Java Stream map, Collectors(toMap, toList, toSet, groupingBy, collectingAndThen)使用案例
.map 以及 toList 方法联合使用案例
/** * .map .collect(Collectors.toList) */ private static void method2(){ List<MyPerson> collect = Stream.of("1:name1", "2:name2").map(new Function<String, MyPerson>() { @Override public MyPerson apply(String s) { String[] split = s.split(":"); MyPerson myPerson = new MyPerson(Integer.valueOf(split[0]), split[1]); return myPerson; } }).collect(Collectors.toList()); System.out.println(collect.toString()); }
实际输出
这里我重写了MyPerson 类的toString 等方法
[MyPerson{id=1, name='name1'}, MyPerson{id=2, name='name2'}]
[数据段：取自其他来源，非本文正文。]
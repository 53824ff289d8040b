//! Telemetry events and the sink boundary.
//!
//! The refresh engine reports one [`ChunkAttemptEvent`] per loader call and
//! forwards every diagnostic it logs. Events are always emitted through
//! `tracing`; a [`TelemetrySink`] receives a copy for external delivery
//! (metrics backends, audit tables, test recorders).
//!
//! Sinks are untrusted: a panicking sink is caught and ignored so telemetry
//! delivery can never take down a refresh cycle.

use crate::config::LoadKind;
use serde::{Deserialize, Serialize};
use std::fmt;
use std::panic::{catch_unwind, AssertUnwindSafe};
use std::sync::Arc;
use std::time::Duration;
use uuid::Uuid;

/// Result of a single chunk attempt.
#[derive(Debug, Clone, PartialEq, Eq, Serialize, Deserialize)]
pub enum AttemptOutcome {
    /// The loader returned successfully.
    Succeeded,
    /// The loader failed and the chunk was requeued.
    Retrying { error: String },
    /// The loader failed and the chunk exhausted its retry budget.
    Failed { error: String },
}

impl AttemptOutcome {
    /// Returns true if the attempt succeeded.
    pub fn is_success(&self) -> bool {
        matches!(self, Self::Succeeded)
    }

    /// Returns true if this attempt was the chunk's last.
    pub fn is_final_failure(&self) -> bool {
        matches!(self, Self::Failed { .. })
    }

    /// Error text for failed attempts.
    pub fn error(&self) -> Option<&str> {
        match self {
            Self::Succeeded => None,
            Self::Retrying { error } | Self::Failed { error } => Some(error),
        }
    }
}

/// One loader call, successful or not.
#[derive(Debug, Clone, PartialEq, Eq, Serialize, Deserialize)]
pub struct ChunkAttemptEvent {
    /// Telemetry tag, e.g. `PriceLoader_Incremental`
    pub identifier: String,
    /// Cycle this attempt belongs to
    pub cycle_id: Uuid,
    /// Full or incremental
    pub kind: LoadKind,
    /// Dense index of the chunk within its cycle
    pub chunk_index: usize,
    /// Debug rendering of the chunk value
    pub chunk: String,
    /// 1-based attempt number
    pub attempt: u32,
    /// Wall time spent inside the loader
    pub elapsed: Duration,
    pub outcome: AttemptOutcome,
}

/// Severity of a forwarded diagnostic.
#[derive(Debug, Clone, Copy, PartialEq, Eq, PartialOrd, Ord, Hash, Serialize, Deserialize)]
pub enum DiagnosticLevel {
    Trace,
    Debug,
    Info,
    Warn,
    Error,
}

impl fmt::Display for DiagnosticLevel {
    fn fmt(&self, f: &mut fmt::Formatter<'_>) -> fmt::Result {
        let s = match self {
            Self::Trace => "TRACE",
            Self::Debug => "DEBUG",
            Self::Info => "INFO",
            Self::Warn => "WARN",
            Self::Error => "ERROR",
        };
        f.write_str(s)
    }
}

/// External receiver of refresh telemetry.
///
/// Implementations must be cheap; they are called from worker tasks while a
/// cycle is in progress.
pub trait TelemetrySink: Send + Sync {
    /// Receive the outcome of one chunk attempt.
    fn record_attempt(&self, event: &ChunkAttemptEvent);

    /// Receive a diagnostic message.
    fn record_message(&self, _level: DiagnosticLevel, _identifier: &str, _message: &str) {}
}

/// Sink that drops everything.
///
/// The engine traces every event itself, so this is the default when no
/// external delivery is needed.
#[derive(Debug, Clone, Copy, Default)]
pub struct NoopSink;

impl TelemetrySink for NoopSink {
    fn record_attempt(&self, _event: &ChunkAttemptEvent) {}
}

/// Panic-isolating wrapper around a sink that also traces every event.
#[derive(Clone)]
pub struct Telemetry {
    sink: Arc<dyn TelemetrySink>,
}

impl Telemetry {
    /// Wrap a sink.
    pub fn new(sink: Arc<dyn TelemetrySink>) -> Self {
        Self { sink }
    }

    /// Telemetry that only traces.
    pub fn noop() -> Self {
        Self::new(Arc::new(NoopSink))
    }

    /// Trace and deliver a chunk attempt.
    pub fn attempt(&self, event: &ChunkAttemptEvent) {
        match &event.outcome {
            AttemptOutcome::Succeeded => tracing::debug!(
                identifier = %event.identifier,
                cycle_id = %event.cycle_id,
                chunk_index = event.chunk_index,
                chunk = %event.chunk,
                attempt = event.attempt,
                elapsed_ms = duration_millis(event.elapsed),
                "Chunk loaded"
            ),
            AttemptOutcome::Retrying { error } => tracing::warn!(
                identifier = %event.identifier,
                cycle_id = %event.cycle_id,
                chunk_index = event.chunk_index,
                chunk = %event.chunk,
                attempt = event.attempt,
                elapsed_ms = duration_millis(event.elapsed),
                error = %error,
                "Chunk load failed, requeued"
            ),
            AttemptOutcome::Failed { error } => tracing::error!(
                identifier = %event.identifier,
                cycle_id = %event.cycle_id,
                chunk_index = event.chunk_index,
                chunk = %event.chunk,
                attempt = event.attempt,
                elapsed_ms = duration_millis(event.elapsed),
                error = %error,
                "Chunk load failed, retry budget exhausted"
            ),
        }

        let sink = &self.sink;
        if catch_unwind(AssertUnwindSafe(|| sink.record_attempt(event))).is_err() {
            tracing::trace!("Telemetry sink panicked in record_attempt, ignoring");
        }
    }

    /// Trace and deliver a diagnostic message.
    pub fn message(&self, level: DiagnosticLevel, identifier: &str, message: &str) {
        match level {
            DiagnosticLevel::Trace => tracing::trace!(identifier, "{}", message),
            DiagnosticLevel::Debug => tracing::debug!(identifier, "{}", message),
            DiagnosticLevel::Info => tracing::info!(identifier, "{}", message),
            DiagnosticLevel::Warn => tracing::warn!(identifier, "{}", message),
            DiagnosticLevel::Error => tracing::error!(identifier, "{}", message),
        }

        let sink = &self.sink;
        if catch_unwind(AssertUnwindSafe(|| {
            sink.record_message(level, identifier, message)
        }))
        .is_err()
        {
            tracing::trace!("Telemetry sink panicked in record_message, ignoring");
        }
    }
}

/// Whole milliseconds, saturating at `u64::MAX`.
pub fn duration_millis(duration: Duration) -> u64 {
    u64::try_from(duration.as_millis()).unwrap_or(u64::MAX)
}

impl fmt::Debug for Telemetry {
    fn fmt(&self, f: &mut fmt::Formatter<'_>) -> fmt::Result {
        f.debug_struct("Telemetry").finish_non_exhaustive()
    }
}

impl Default for Telemetry {
    fn default() -> Self {
        Self::noop()
    }
}

#[cfg(test)]
mod tests {
    use super::*;
    use std::sync::atomic::{AtomicUsize, Ordering};

    struct PanickingSink;

    impl TelemetrySink for PanickingSink {
        fn record_attempt(&self, _event: &ChunkAttemptEvent) {
            panic!("sink exploded");
        }

        fn record_message(&self, _level: DiagnosticLevel, _identifier: &str, _message: &str) {
            panic!("sink exploded");
        }
    }

    #[derive(Default)]
    struct CountingSink {
        attempts: AtomicUsize,
        messages: AtomicUsize,
    }

    impl TelemetrySink for CountingSink {
        fn record_attempt(&self, _event: &ChunkAttemptEvent) {
            self.attempts.fetch_add(1, Ordering::SeqCst);
        }

        fn record_message(&self, _level: DiagnosticLevel, _identifier: &str, _message: &str) {
            self.messages.fetch_add(1, Ordering::SeqCst);
        }
    }

    fn make_event(outcome: AttemptOutcome) -> ChunkAttemptEvent {
        ChunkAttemptEvent {
            identifier: "TestLoader_Full".to_string(),
            cycle_id: Uuid::now_v7(),
            kind: LoadKind::Full,
            chunk_index: 0,
            chunk: "WholeDataSet".to_string(),
            attempt: 1,
            elapsed: Duration::from_millis(12),
            outcome,
        }
    }

    #[test]
    fn test_panicking_sink_is_swallowed() {
        let telemetry = Telemetry::new(Arc::new(PanickingSink));
        telemetry.attempt(&make_event(AttemptOutcome::Succeeded));
        telemetry.message(DiagnosticLevel::Info, "TestLoader_Full", "hello");
    }

    #[test]
    fn test_events_reach_sink() {
        let sink = Arc::new(CountingSink::default());
        let telemetry = Telemetry::new(sink.clone());

        telemetry.attempt(&make_event(AttemptOutcome::Succeeded));
        telemetry.attempt(&make_event(AttemptOutcome::Failed {
            error: "boom".to_string(),
        }));
        telemetry.message(DiagnosticLevel::Warn, "TestLoader_Full", "still waiting");

        assert_eq!(sink.attempts.load(Ordering::SeqCst), 2);
        assert_eq!(sink.messages.load(Ordering::SeqCst), 1);
    }

    #[test]
    fn test_duration_millis_saturates() {
        assert_eq!(duration_millis(Duration::from_millis(1500)), 1500);
        assert_eq!(duration_millis(Duration::MAX), u64::MAX);
    }

    #[test]
    fn test_attempt_outcome_helpers() {
        assert!(AttemptOutcome::Succeeded.is_success());
        assert_eq!(AttemptOutcome::Succeeded.error(), None);

        let retry = AttemptOutcome::Retrying {
            error: "timeout".to_string(),
        };
        assert!(!retry.is_final_failure());
        assert_eq!(retry.error(), Some("timeout"));

        let failed = AttemptOutcome::Failed {
            error: "timeout".to_string(),
        };
        assert!(failed.is_final_failure());
    }
}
Stream.of(“1:name1”, “2:name2”) 译为将多个of 中的元素转为Stream 中的集合元素
.map 这里作用为将 Function中的第一个泛型元素也就是Stream 中的元素泛型,转为 MyPerson 对象,这里 MyPerson 为我自己定义的对象,只有id 和 name 两个属性。 重写的方法 apply 为对每个Stream 中的String 元素的操作,并且通过这个方法将返回预期的 MyPerson 对象,即 .map 作用为将Stream 中的每一个元素转为另一种元素的映射操作,实际就是一个转换的中间方法。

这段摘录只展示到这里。